_What you will do:_ One line at a time, check the entries below for the word "Invalid", and copy each line that has it.
*** Data shown
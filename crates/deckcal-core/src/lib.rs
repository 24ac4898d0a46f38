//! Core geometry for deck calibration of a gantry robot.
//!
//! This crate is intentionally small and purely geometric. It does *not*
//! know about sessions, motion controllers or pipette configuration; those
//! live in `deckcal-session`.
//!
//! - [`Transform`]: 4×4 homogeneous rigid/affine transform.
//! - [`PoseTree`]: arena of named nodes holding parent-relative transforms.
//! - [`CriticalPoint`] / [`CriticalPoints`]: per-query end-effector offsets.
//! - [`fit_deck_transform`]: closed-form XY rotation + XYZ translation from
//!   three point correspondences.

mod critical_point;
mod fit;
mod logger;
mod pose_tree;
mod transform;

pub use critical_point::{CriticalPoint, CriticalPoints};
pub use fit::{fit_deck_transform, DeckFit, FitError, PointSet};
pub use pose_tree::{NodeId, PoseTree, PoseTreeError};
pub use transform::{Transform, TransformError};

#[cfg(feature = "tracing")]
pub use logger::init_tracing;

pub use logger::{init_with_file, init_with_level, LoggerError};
******
*** Data shown
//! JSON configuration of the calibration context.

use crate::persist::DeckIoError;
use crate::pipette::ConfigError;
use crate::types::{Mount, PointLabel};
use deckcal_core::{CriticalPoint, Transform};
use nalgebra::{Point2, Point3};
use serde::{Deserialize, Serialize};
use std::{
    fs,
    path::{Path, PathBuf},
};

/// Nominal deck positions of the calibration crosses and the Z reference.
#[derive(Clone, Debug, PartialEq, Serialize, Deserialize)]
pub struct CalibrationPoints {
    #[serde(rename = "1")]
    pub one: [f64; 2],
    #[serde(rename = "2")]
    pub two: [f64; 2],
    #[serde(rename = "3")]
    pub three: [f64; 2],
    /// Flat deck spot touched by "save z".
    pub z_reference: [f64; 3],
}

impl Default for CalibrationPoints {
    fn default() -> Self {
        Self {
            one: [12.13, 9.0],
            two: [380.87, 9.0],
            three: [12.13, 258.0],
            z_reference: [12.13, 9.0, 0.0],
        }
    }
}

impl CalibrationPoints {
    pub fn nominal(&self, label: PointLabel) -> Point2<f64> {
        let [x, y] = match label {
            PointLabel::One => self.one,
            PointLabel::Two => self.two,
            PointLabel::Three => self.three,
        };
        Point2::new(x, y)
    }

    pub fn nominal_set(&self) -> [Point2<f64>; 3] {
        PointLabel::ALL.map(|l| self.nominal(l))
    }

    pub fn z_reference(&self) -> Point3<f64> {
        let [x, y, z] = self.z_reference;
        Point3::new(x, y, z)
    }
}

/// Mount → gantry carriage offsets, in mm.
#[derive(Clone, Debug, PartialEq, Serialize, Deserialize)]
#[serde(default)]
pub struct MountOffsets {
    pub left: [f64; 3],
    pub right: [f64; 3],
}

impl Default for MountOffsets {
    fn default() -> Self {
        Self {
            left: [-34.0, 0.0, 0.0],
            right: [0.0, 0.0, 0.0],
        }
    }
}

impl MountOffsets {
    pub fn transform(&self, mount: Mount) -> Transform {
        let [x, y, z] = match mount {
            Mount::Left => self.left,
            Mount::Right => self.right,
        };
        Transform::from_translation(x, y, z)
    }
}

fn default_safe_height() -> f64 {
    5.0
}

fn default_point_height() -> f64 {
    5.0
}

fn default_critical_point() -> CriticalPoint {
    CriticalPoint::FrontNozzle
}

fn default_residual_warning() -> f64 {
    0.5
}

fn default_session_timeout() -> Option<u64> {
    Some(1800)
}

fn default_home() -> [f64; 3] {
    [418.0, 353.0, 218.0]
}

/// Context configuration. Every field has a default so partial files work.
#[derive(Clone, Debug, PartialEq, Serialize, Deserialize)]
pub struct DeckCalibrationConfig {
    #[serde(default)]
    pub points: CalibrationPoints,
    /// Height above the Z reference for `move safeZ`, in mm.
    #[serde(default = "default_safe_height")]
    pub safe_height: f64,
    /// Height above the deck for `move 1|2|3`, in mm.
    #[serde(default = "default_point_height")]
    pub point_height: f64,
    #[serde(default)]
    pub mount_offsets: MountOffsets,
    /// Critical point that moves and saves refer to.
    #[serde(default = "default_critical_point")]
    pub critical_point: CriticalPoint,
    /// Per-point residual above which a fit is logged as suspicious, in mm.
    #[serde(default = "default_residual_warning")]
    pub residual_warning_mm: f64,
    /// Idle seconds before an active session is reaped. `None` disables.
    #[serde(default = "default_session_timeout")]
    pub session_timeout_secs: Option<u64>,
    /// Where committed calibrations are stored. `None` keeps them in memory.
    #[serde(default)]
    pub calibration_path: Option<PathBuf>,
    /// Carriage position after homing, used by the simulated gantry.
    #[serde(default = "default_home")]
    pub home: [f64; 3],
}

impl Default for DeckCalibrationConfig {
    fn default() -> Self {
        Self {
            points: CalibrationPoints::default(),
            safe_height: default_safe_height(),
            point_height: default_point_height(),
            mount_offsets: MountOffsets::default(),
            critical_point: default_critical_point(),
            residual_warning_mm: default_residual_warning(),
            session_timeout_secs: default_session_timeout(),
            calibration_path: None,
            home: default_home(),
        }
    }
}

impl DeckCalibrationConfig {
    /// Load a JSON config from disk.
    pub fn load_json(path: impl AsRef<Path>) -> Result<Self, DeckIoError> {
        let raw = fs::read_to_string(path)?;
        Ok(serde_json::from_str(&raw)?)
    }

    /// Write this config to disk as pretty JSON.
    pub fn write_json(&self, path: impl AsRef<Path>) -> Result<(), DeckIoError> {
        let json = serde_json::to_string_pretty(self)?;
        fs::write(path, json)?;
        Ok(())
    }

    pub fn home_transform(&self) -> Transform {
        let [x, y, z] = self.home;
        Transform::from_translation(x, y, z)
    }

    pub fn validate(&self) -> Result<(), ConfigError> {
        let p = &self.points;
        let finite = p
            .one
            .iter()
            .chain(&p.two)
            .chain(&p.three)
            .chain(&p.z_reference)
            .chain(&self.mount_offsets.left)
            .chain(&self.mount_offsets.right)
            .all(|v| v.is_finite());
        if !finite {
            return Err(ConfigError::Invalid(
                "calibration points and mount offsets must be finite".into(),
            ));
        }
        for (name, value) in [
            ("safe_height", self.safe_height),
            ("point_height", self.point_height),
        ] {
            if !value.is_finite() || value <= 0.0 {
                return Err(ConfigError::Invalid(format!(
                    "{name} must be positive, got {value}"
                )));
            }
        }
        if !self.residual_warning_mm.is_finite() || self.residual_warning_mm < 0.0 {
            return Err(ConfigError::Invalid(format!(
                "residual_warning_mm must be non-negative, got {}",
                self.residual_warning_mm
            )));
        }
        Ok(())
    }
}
******
_Answer to the problem:_
            return Err(ConfigError::Invalid(
                return Err(ConfigError::Invalid(format!(
            return Err(ConfigError::Invalid(format!(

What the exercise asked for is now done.